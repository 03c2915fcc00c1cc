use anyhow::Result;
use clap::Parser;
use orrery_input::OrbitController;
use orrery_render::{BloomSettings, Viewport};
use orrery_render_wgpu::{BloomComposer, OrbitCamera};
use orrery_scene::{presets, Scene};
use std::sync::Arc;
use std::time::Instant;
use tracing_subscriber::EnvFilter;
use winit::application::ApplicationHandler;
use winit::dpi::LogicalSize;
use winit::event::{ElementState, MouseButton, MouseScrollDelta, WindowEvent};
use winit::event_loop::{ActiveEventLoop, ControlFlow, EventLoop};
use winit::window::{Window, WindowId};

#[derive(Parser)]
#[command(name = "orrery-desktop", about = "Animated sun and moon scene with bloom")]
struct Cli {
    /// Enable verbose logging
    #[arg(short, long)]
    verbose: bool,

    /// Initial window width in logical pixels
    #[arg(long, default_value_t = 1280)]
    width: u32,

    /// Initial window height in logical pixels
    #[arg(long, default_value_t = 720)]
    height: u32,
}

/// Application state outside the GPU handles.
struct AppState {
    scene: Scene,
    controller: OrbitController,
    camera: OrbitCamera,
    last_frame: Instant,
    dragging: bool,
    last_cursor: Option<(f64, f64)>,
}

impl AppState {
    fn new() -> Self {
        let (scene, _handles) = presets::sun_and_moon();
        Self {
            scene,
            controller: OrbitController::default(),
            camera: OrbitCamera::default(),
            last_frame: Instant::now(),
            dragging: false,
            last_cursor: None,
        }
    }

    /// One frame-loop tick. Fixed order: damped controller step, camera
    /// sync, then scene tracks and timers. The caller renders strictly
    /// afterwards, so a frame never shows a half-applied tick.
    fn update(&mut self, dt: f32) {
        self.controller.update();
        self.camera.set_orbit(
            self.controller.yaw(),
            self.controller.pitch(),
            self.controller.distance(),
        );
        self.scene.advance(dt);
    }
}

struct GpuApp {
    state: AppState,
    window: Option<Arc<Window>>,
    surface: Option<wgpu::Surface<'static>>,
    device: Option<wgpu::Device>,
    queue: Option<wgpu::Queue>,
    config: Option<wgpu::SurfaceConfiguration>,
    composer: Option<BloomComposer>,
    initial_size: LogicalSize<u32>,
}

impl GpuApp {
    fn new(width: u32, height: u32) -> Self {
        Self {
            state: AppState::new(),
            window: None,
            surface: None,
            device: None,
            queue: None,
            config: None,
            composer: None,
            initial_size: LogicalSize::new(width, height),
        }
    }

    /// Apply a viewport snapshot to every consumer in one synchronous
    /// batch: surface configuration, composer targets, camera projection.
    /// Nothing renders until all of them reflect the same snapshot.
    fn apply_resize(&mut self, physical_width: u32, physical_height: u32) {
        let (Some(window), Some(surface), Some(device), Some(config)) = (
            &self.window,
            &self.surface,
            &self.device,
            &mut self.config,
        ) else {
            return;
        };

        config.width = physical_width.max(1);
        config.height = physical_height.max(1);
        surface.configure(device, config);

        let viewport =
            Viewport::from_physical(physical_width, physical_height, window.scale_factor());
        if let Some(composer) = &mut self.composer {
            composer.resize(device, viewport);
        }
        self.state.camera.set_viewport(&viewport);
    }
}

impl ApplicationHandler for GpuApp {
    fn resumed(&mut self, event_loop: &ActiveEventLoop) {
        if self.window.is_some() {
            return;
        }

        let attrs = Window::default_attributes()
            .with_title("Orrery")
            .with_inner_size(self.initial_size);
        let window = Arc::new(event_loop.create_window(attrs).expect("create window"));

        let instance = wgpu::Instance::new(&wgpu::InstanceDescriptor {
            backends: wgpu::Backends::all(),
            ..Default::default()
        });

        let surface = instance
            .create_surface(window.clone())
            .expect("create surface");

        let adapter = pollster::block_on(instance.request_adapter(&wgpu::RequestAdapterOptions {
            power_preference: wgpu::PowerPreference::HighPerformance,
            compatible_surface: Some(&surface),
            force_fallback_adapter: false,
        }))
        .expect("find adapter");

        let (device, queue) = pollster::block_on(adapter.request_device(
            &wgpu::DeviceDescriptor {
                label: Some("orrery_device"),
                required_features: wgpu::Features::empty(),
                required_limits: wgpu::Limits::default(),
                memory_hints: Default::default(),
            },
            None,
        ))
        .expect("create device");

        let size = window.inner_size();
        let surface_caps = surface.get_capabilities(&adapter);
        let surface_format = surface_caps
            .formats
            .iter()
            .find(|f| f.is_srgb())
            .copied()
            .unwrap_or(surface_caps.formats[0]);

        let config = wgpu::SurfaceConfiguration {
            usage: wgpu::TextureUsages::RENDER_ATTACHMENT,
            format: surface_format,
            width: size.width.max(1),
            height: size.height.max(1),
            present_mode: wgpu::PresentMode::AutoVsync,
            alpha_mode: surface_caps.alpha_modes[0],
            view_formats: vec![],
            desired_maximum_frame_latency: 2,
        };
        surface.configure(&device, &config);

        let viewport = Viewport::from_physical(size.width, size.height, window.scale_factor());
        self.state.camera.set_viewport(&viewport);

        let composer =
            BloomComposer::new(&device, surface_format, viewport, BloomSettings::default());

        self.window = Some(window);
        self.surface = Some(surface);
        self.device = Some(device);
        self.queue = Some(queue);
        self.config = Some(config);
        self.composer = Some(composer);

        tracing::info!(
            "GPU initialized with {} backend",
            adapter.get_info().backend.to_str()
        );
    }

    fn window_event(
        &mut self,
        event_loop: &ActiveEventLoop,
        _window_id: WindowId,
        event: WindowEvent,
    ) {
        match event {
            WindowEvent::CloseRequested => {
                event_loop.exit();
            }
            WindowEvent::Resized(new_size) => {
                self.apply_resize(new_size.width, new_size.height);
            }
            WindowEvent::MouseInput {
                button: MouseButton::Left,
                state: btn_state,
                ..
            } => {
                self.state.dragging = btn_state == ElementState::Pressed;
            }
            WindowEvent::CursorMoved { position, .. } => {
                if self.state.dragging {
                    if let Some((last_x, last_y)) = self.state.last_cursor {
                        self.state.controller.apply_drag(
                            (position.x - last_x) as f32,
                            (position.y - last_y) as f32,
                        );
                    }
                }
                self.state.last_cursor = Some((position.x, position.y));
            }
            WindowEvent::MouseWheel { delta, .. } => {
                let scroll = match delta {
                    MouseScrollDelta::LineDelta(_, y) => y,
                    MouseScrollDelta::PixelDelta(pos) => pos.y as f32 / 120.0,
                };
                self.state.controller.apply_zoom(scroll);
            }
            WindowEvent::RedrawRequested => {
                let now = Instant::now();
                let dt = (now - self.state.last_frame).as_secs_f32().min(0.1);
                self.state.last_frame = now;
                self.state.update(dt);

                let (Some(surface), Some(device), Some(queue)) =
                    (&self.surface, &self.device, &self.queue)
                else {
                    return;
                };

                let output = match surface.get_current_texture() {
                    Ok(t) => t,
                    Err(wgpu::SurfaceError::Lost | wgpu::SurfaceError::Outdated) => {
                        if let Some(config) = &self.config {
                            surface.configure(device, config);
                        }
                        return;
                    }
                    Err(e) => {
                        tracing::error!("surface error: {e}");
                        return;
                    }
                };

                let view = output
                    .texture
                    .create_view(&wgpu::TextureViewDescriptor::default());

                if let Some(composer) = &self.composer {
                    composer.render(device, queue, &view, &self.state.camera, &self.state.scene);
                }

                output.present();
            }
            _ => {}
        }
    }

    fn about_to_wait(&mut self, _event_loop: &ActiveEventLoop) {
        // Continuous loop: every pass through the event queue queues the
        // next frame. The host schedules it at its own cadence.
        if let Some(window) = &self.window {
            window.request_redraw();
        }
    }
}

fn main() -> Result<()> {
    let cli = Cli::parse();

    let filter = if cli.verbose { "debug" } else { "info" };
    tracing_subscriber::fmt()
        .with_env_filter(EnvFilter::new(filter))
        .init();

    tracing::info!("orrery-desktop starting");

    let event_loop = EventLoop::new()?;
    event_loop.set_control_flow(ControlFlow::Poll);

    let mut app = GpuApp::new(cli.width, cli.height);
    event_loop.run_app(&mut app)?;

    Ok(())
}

═══

→ **TASK TO CARRY OUT**: All lines from the start of the entries through the line where "#[arg(long, default_value_t = 1280)]" sits should be duplicated exactly, with nothing else in the output.

→ **RESPONSE TO THIS TASK**:
repository 03c2915fcc00c1cc
use anyhow::Result;
use clap::Parser;
use orrery_input::OrbitController;
use orrery_render::{BloomSettings, Viewport};
use orrery_render_wgpu::{BloomComposer, OrbitCamera};
use orrery_scene::{presets, Scene};
use std::sync::Arc;
use std::time::Instant;
use tracing_subscriber::EnvFilter;
use winit::application::ApplicationHandler;
use winit::dpi::LogicalSize;
use winit::event::{ElementState, MouseButton, MouseScrollDelta, WindowEvent};
use winit::event_loop::{ActiveEventLoop, ControlFlow, EventLoop};
use winit::window::{Window, WindowId};

#[derive(Parser)]
#[command(name = "orrery-desktop", about = "Animated sun and moon scene with bloom")]
struct Cli {
    /// Enable verbose logging
    #[arg(short, long)]
    verbose: bool,

    /// Initial window width in logical pixels
    #[arg(long, default_value_t = 1280)]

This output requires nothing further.